### [Action item]
From the entries that follow, list every line in which the string "retry" appears.

### [Data extract]

┌──

//! Prompts for the generating stages: categories, catalog and challenge.

use crate::stages::{ContentKind, TopicFocus};

const CATEGORIES_TEMPLATE: &str = r#"For the topic "{topic}", create exactly three difficulty tiers (Beginner, Intermediate, Advanced) with concrete subtopics.

## RULES

- Each tier lists 3 to 5 subtopics.
- Every subtopic is a specific, testable concept of at least two words.
- Do not use generic labels such as "overview", "introduction", "basics", "general" or "misc".
- No subtopic may appear under more than one tier.
- Progress from foundational concepts to advanced, domain-specific knowledge.

Return the tiers through the difficulty_categories tool."#;

/// Builds the Stage 1 prompt.
pub fn build_categories_prompt(topic: &str) -> String {
    CATEGORIES_TEMPLATE.replace("{topic}", topic.trim())
}

/// Builds the Stage 2 prompt asking for exactly `size` mistakes.
pub fn build_catalog_prompt(focus: &TopicFocus, size: usize) -> String {
    format!(
        r#"For the topic "{topic}" at {difficulty} level, specifically "{subtopic}", identify exactly {size} conceptual mistakes that separate stronger models from weaker ones.

## WHAT TO LOOK FOR

- Stronger models have the domain knowledge to avoid the mistake.
- Weaker models are likely to fall into it through shallow understanding.
- Mistakes are subtle and domain-specific, not syntax slips or typos.

## FIELDS PER MISTAKE

- mistake: a short, distinct name
- why_wrong: why the result is incorrect
- match_hint: what the mistake looks like inside an answer
- impact: one of Minor, Moderate, Major
- domain_specific: true when it needs knowledge of {topic}
- likelihood_strong_avoids: probability in [0, 1]
- likelihood_weak_makes: probability in [0, 1]

Return the list through the error_catalog tool under the `errors` key."#,
        topic = focus.topic,
        difficulty = focus.difficulty,
        subtopic = focus.subtopic,
        size = size,
    )
}

/// Builds the Stage 3 prompt.
///
/// Only mistake names are shown. Feedback from earlier attempts is appended
/// as a block the model must address.
pub fn build_challenge_prompt(focus: &TopicFocus, mistake_names: &[String], feedback: &[String]) -> String {
    let targets = mistake_names
        .iter()
        .map(|name| format!("- {}", name))
        .collect::<Vec<_>>()
        .join("\n");

    let feedback_block = if feedback.is_empty() {
        String::new()
    } else {
        format!(
            r#"

## VALIDATION FEEDBACK (fix all):
{}

Adjust the strategy:
- If both tiers avoided the mistakes, make the requirements subtler and lean on deeper domain expertise.
- If neither tier produced a usable answer, clarify the requirements while keeping the conceptual traps.
- Otherwise, focus on more nuanced, domain-specific implementation decisions.
"#,
            feedback
                .iter()
                .map(|note| format!("- {}", note))
                .collect::<Vec<_>>()
                .join("\n")
        )
    };

    format!(
        r#"Create an implementation challenge for "{subtopic}" ({difficulty} level, topic "{topic}") whose natural solution exposes these potential mistakes:

## MISTAKES TO PROVOKE
{targets}
{feedback_block}
## DESIGN GOALS

1. Solving it well requires genuine {topic} expertise.
2. A weaker model has natural opportunities to make the listed mistakes.
3. It mirrors a scenario practitioners actually meet.
4. It tests conceptual understanding, not documentation lookup.
5. It contains no flawed material and no hints about the mistakes. Never include << or >> markers.

## FIELDS

- title, question_text, context, success_criteria: non-empty text
- artifact_type: one of {kinds}
- requirements: 4 to 6 concrete functional requirements
- target_error_patterns: names copied exactly from the list above

Return the challenge through the strategic_challenge tool."#,
        subtopic = focus.subtopic,
        difficulty = focus.difficulty,
        topic = focus.topic,
        targets = targets,
        feedback_block = feedback_block,
        kinds = ContentKind::labels(),
    )
}

#[cfg(test)]
mod tests {
    use super::*;
    use crate::difficulty::DifficultyLevel;

    fn focus() -> TopicFocus {
        TopicFocus {
            topic: "Databases".to_string(),
            subtopic: "Transaction isolation anomalies".to_string(),
            difficulty: DifficultyLevel::Intermediate,
        }
    }

    #[test]
    fn test_categories_prompt_names_topic() {
        let prompt = build_categories_prompt("  Databases ");
        assert!(prompt.contains(r#"topic "Databases""#));
        assert!(prompt.contains("3 to 5 subtopics"));
    }

    #[test]
    fn test_catalog_prompt_asks_for_exact_size() {
        let prompt = build_catalog_prompt(&focus(), 6);
        assert!(prompt.contains("exactly 6 conceptual mistakes"));
        assert!(prompt.contains("Intermediate level"));
    }

    #[test]
    fn test_challenge_prompt_feedback_block_only_when_needed() {
        let names = vec!["Phantom reads ignored".to_string()];
        let first = build_challenge_prompt(&focus(), &names, &[]);
        assert!(!first.contains("VALIDATION FEEDBACK"));
        assert!(first.contains("- Phantom reads ignored"));

        let retry = build_challenge_prompt(&focus(), &names, &["Attempt 1: too easy".to_string()]);
        assert!(retry.contains("VALIDATION FEEDBACK (fix all):\n- Attempt 1: too easy"));
    }
}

└──

### [Solution to this exercise]
        let retry = build_challenge_prompt(&focus(), &names, &["Attempt 1: too easy".to_string()]);
        assert!(retry.contains("VALIDATION FEEDBACK (fix all):\n- Attempt 1: too easy"));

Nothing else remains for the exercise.